Genprex, Inc. has received notices of allowance from both the U.S. Patent and Trademark Office and the European Patent Office for patents covering the use of its lead gene therapy candidate Reqorsa in combination with immune checkpoint inhibitors. The U.S. patent covers combinations with PD-L1 antibodies such as Tecentriq, while the European patent covers combinations with PD-1 antibodies. Both patents will expire in 2037 at the earliest.
Expanding Global Patent Portfolio
The Austin-based clinical-stage gene therapy company has been building a comprehensive intellectual property estate around its oncology program. Genprex has already secured patents for Reqorsa combinations with PD-L1 antibodies in Korea and is pursuing additional patent applications in Europe, Canada, Brazil, China and Israel.
For PD-1 antibody combinations, Genprex has been granted patents in the U.S., Japan, Mexico, Russia, Australia, Chile, China, Korea and Singapore. These patents would be applicable to the company's ongoing Acclaim-3 clinical trial should the pending applications be granted.
"We are very proud to continue building a fortress of intellectual property protection around our oncology program for REQORSA, and these newly granted patents strengthen and expand our intellectual property estate for REQORSA in combination with immune checkpoint inhibitors applicable to our Acclaim-3 clinical trial," said Thomas Gallagher, Senior Vice President of Intellectual Property and Licensing at Genprex.
Clinical Development in Small Cell Lung Cancer
The Acclaim-3 study is a Phase 1/2 clinical trial evaluating the combination of Reqorsa and Genentech's Tecentriq as maintenance therapy for patients with extensive stage small cell lung cancer (ES-SCLC). The trial targets patients who are candidates for maintenance therapy after receiving Tecentriq and chemotherapy as initial standard treatment.

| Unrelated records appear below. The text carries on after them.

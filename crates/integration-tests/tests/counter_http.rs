//! Integration tests for the counter and admin HTTP surfaces.
//!
//! Each test runs a real counter server in front of the mock catalog and
//! talks to it over HTTP.

#![allow(clippy::unwrap_used)]

use axum::http::StatusCode;
use serde_json::{Value, json};

use apotek_integration_tests::{PayBehavior, TestContext, sample_catalog};

async fn context() -> TestContext {
    TestContext::start(sample_catalog(), &[("PAYMENT_RELOAD_DELAY_MS", "0")]).await
}

fn barcodes(rows: &Value) -> Vec<&str> {
    rows.as_array()
        .unwrap()
        .iter()
        .map(|row| row["barcode"].as_str().unwrap())
        .collect()
}

// =============================================================================
// Health
// =============================================================================

#[tokio::test]
async fn test_readiness_with_catalog_service() {
    let ctx = context().await;
    let response = ctx.http.get(ctx.url("/health/ready")).send().await.unwrap();
    assert_eq!(response.status().as_u16(), 200);

    ctx.catalog.set_unavailable(true).await;
    let response = ctx.http.get(ctx.url("/health/ready")).send().await.unwrap();
    assert_eq!(response.status().as_u16(), 503);
}

// =============================================================================
// Product listing
// =============================================================================

#[tokio::test]
async fn test_product_search_and_sort() {
    let ctx = context().await;

    let (status, rows) = ctx.get("/counter/products?q=500mg").await;
    assert_eq!(status, StatusCode::OK);
    assert_eq!(barcodes(&rows), vec!["8991001", "8991002"]);

    let (_, rows) = ctx.get("/counter/products?sort=price&order=desc").await;
    assert_eq!(
        barcodes(&rows),
        vec!["8991003", "8991002", "8991004", "8991001"]
    );

    let first = &rows[0];
    assert_eq!(first["price_display"], "Rp 45.000");
    assert_eq!(first["in_stock"], false);
}

#[tokio::test]
async fn test_admin_query_does_not_disturb_counter_query() {
    let ctx = context().await;

    ctx.get("/counter/products?q=batuk").await;
    let (_, admin) = ctx.get("/admin/products?q=vitamin").await;
    assert_eq!(barcodes(&admin), vec!["8991003"]);

    let store = ctx.state.session().read().await;
    assert_eq!(store.counter_search.query(), "batuk");
    assert_eq!(store.admin_search.query(), "vitamin");
}

// =============================================================================
// Cart
// =============================================================================

#[tokio::test]
async fn test_cart_flow() {
    let ctx = context().await;

    let (status, body) = ctx
        .post("/counter/cart/add", json!({ "barcode": "8991002" }))
        .await;
    assert_eq!(status, StatusCode::OK);
    assert_eq!(body["notification"]["level"], "success");
    assert_eq!(body["cart"]["total_items"], 1);
    assert_eq!(body["cart"]["items"][0]["stock_remaining"], 1);

    let (_, body) = ctx
        .post(
            "/counter/cart/update",
            json!({ "barcode": "8991002", "op": "increment" }),
        )
        .await;
    assert_eq!(body["cart"]["items"][0]["quantity"], 2);
    assert_eq!(body["cart"]["items"][0]["can_increment"], false);
    assert_eq!(body["cart"]["total_price"], 54_000);
    assert_eq!(body["cart"]["total_price_display"], "Rp 54.000");

    // Stock is exhausted: the line stays as it is
    let (status, body) = ctx
        .post(
            "/counter/cart/update",
            json!({ "barcode": "8991002", "op": "increment" }),
        )
        .await;
    assert_eq!(status, StatusCode::OK);
    assert_eq!(body["notification"]["title"], "Out of stock");
    assert_eq!(body["cart"]["items"][0]["quantity"], 2);

    let (_, body) = ctx
        .post("/counter/cart/remove", json!({ "barcode": "8991002" }))
        .await;
    assert_eq!(body["notification"]["level"], "info");
    assert_eq!(body["cart"]["items"], json!([]));
    assert_eq!(
        ctx.state.session().lookup("8991002").await.unwrap().stock,
        2
    );
}

#[tokio::test]
async fn test_decrement_to_zero_removes_line() {
    let ctx = context().await;
    ctx.post("/counter/cart/add", json!({ "barcode": "8991004" }))
        .await;

    let (_, body) = ctx
        .post(
            "/counter/cart/update",
            json!({ "barcode": "8991004", "op": "decrement" }),
        )
        .await;

    assert_eq!(body["notification"]["title"], "Removed from cart");
    assert_eq!(body["cart"]["total_items"], 0);
}

#[tokio::test]
async fn test_add_out_of_stock_product() {
    let ctx = context().await;

    let (status, body) = ctx
        .post("/counter/cart/add", json!({ "barcode": "8991003" }))
        .await;

    assert_eq!(status, StatusCode::CONFLICT);
    assert_eq!(body["title"], "Out of stock");
}

#[tokio::test]
async fn test_lookup() {
    let ctx = context().await;

    let (_, found) = ctx
        .post("/counter/lookup", json!({ "barcode": " 8991001\r\n" }))
        .await;
    assert_eq!(found["status"], "found");
    assert_eq!(found["barcode"], "8991001");
    assert_eq!(found["product"]["name"], "Paracetamol 500mg");

    let (_, missing) = ctx
        .post("/counter/lookup", json!({ "barcode": "0000000" }))
        .await;
    assert_eq!(missing["status"], "not_found");
    assert_eq!(missing["notification"]["title"], "Product not found");
}

// =============================================================================
// Payment
// =============================================================================

#[tokio::test]
async fn test_pay_then_session_resets() {
    let ctx = context().await;
    ctx.post("/counter/cart/add", json!({ "barcode": "8991001" }))
        .await;
    ctx.post("/counter/cart/add", json!({ "barcode": "8991004" }))
        .await;

    let (status, body) = ctx
        .post("/counter/pay", json!({ "barcode": "8991001" }))
        .await;
    assert_eq!(status, StatusCode::OK);
    assert_eq!(body["status"]["state"], "succeeded");
    assert_eq!(body["notification"]["description"], "Pembayaran berhasil");

    ctx.state.payments().settle().await;

    let (_, cart) = ctx.get("/counter/cart").await;
    assert_eq!(cart["total_items"], 0);
    assert_eq!(ctx.catalog.stock_of("8991001").await, Some(4));
    assert_eq!(ctx.catalog.stock_of("8991004").await, Some(12));
}

#[tokio::test]
async fn test_failed_reload_after_payment_is_shown_on_cart() {
    let ctx = TestContext::start(sample_catalog(), &[("PAYMENT_RELOAD_DELAY_MS", "200")]).await;
    ctx.post("/counter/cart/add", json!({ "barcode": "8991001" }))
        .await;
    let (status, _) = ctx
        .post("/counter/pay", json!({ "barcode": "8991001" }))
        .await;
    assert_eq!(status, StatusCode::OK);

    let (status, body) = ctx
        .post("/counter/pay", json!({ "barcode": "8991001" }))
        .await;
    assert_eq!(status, StatusCode::CONFLICT);
    assert_eq!(body["level"], "warning");
    assert_eq!(ctx.catalog.payments().await.len(), 1);

    ctx.catalog.set_unavailable(true).await;
    ctx.state.payments().settle().await;

    let (_, cart) = ctx.get("/counter/cart").await;
    assert_eq!(cart["total_items"], 0);
    assert_eq!(cart["catalog_notice"]["level"], "error");
    assert_eq!(cart["catalog_notice"]["title"], "Catalog unavailable");

    ctx.catalog.set_unavailable(false).await;
    ctx.state.session().refresh().await.unwrap();
    let (_, cart) = ctx.get("/counter/cart").await;
    assert!(cart.get("catalog_notice").is_none());
}

#[tokio::test]
async fn test_failed_payment_is_reported() {
    let ctx = context().await;
    ctx.post("/counter/cart/add", json!({ "barcode": "8991001" }))
        .await;
    ctx.catalog
        .set_pay_behavior(PayBehavior::Reject {
            status: 400,
            message: "Stok tidak cukup".to_owned(),
        })
        .await;

    let (status, body) = ctx
        .post("/counter/pay", json!({ "barcode": "8991001" }))
        .await;
    assert_eq!(status, StatusCode::CONFLICT);
    assert_eq!(body["title"], "Payment failed");
    assert_eq!(body["description"], "Stok tidak cukup");

    let (_, payment) = ctx.get("/counter/payment").await;
    assert_eq!(payment["state"], "failed");

    let (_, cart) = ctx.get("/counter/cart").await;
    assert_eq!(cart["total_items"], 1);
}

#[tokio::test]
async fn test_pay_for_line_not_in_cart() {
    let ctx = context().await;

    let (status, _) = ctx
        .post("/counter/pay", json!({ "barcode": "8991001" }))
        .await;

    assert_eq!(status, StatusCode::NOT_FOUND);
    assert!(ctx.catalog.payments().await.is_empty());
}

// =============================================================================
// Admin
// =============================================================================

#[tokio::test]
async fn test_admin_product_lifecycle() {
    let ctx = context().await;

    let (status, body) = ctx
        .post(
            "/admin/products",
            json!({
                "barcode": "8995555",
                "name": "Antasida Doen",
                "unit": "strip",
                "price": 8000,
                "stock": "30"
            }),
        )
        .await;
    assert_eq!(status, StatusCode::CREATED);
    assert_eq!(body["product"]["price_display"], "Rp 8.000");

    let (status, body) = ctx
        .put("/admin/products/8995555", json!({ "stock": 25 }))
        .await;
    assert_eq!(status, StatusCode::OK);
    assert_eq!(body["product"]["stock"], 25);

    let (status, body) = ctx.delete("/admin/products/8995555").await;
    assert_eq!(status, StatusCode::OK);
    assert_eq!(body["description"], "Produk dihapus");

    let (_, rows) = ctx.get("/admin/products?q=antasida").await;
    assert_eq!(rows, json!([]));
}

#[tokio::test]
async fn test_admin_validation_error_lists_fields() {
    let ctx = context().await;

    let (status, body) = ctx
        .post("/admin/products", json!({ "barcode": "8995555", "name": "" }))
        .await;

    assert_eq!(status, StatusCode::UNPROCESSABLE_ENTITY);
    assert_eq!(body["title"], "Input error");
    assert!(body["description"].as_str().unwrap().contains("name"));
}

#[tokio::test]
async fn test_admin_duplicate_product_shows_service_message() {
    let ctx = context().await;

    let (status, body) = ctx
        .post(
            "/admin/products",
            json!({
                "barcode": "8991001",
                "name": "Paracetamol",
                "unit": "strip",
                "price": "1",
                "stock": "1"
            }),
        )
        .await;

    assert_eq!(status, StatusCode::CONFLICT);
    assert_eq!(body["title"], "Request refused");
    assert_eq!(body["description"], "Barcode sudah terdaftar");
}

#[tokio::test]
async fn test_refresh_reports_adjustments() {
    let ctx = context().await;
    ctx.post("/counter/cart/add", json!({ "barcode": "8991002" }))
        .await;
    ctx.post("/counter/cart/add", json!({ "barcode": "8991002" }))
        .await;

    let mut products = sample_catalog();
    products.retain(|p| p.barcode.as_str() != "8991002");
    ctx.catalog.set_products(products).await;

    let (status, body) = ctx.post("/admin/refresh", json!({})).await;
    assert_eq!(status, StatusCode::OK);
    assert_eq!(body["notification"]["level"], "warning");
    assert_eq!(body["report"]["products"], 3);
    assert_eq!(body["report"]["adjustments"][0]["kind"], "dropped");
    assert_eq!(body["report"]["adjustments"][0]["held"], 2);

    let (_, cart) = ctx.get("/counter/cart").await;
    assert_eq!(cart["total_items"], 0);
}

The Acclaim-3 clinical trial has received significant regulatory recognition, including U.S. Food and Drug Administration Fast Track Designation for this patient population and FDA Orphan Drug Designation, highlighting the unmet medical need in this indication.
Gene Therapy Technology Platform
Genprex's oncology program utilizes its systemic, non-viral Oncoprex Delivery System, which encapsulates gene-expressing plasmids using lipid-based nanoparticles in a lipoplex form. The product is administered intravenously and is taken up by tumor cells, which then express tumor suppressor proteins that were deficient in the tumor.
The company's lead product candidate, Reqorsa Gene Therapy (quaratusugene ozeplasmid), is being evaluated in two clinical trials as a treatment for non-small cell lung cancer (NSCLC) and small cell lung cancer (SCLC). Each of Genprex's lung cancer clinical programs has received Fast Track Designation from the FDA for the treatment of their respective patient populations.
PD-L1 and PD-1 antibodies represent a type of targeted immunotherapy and are part of a group of checkpoint inhibitor anti-cancer drugs that block the activity of PD-L1 and PD-1 immune checkpoint proteins present on the surface of cells. The combination approach aims to leverage both gene therapy and immunotherapy mechanisms to enhance treatment efficacy in lung cancer patients.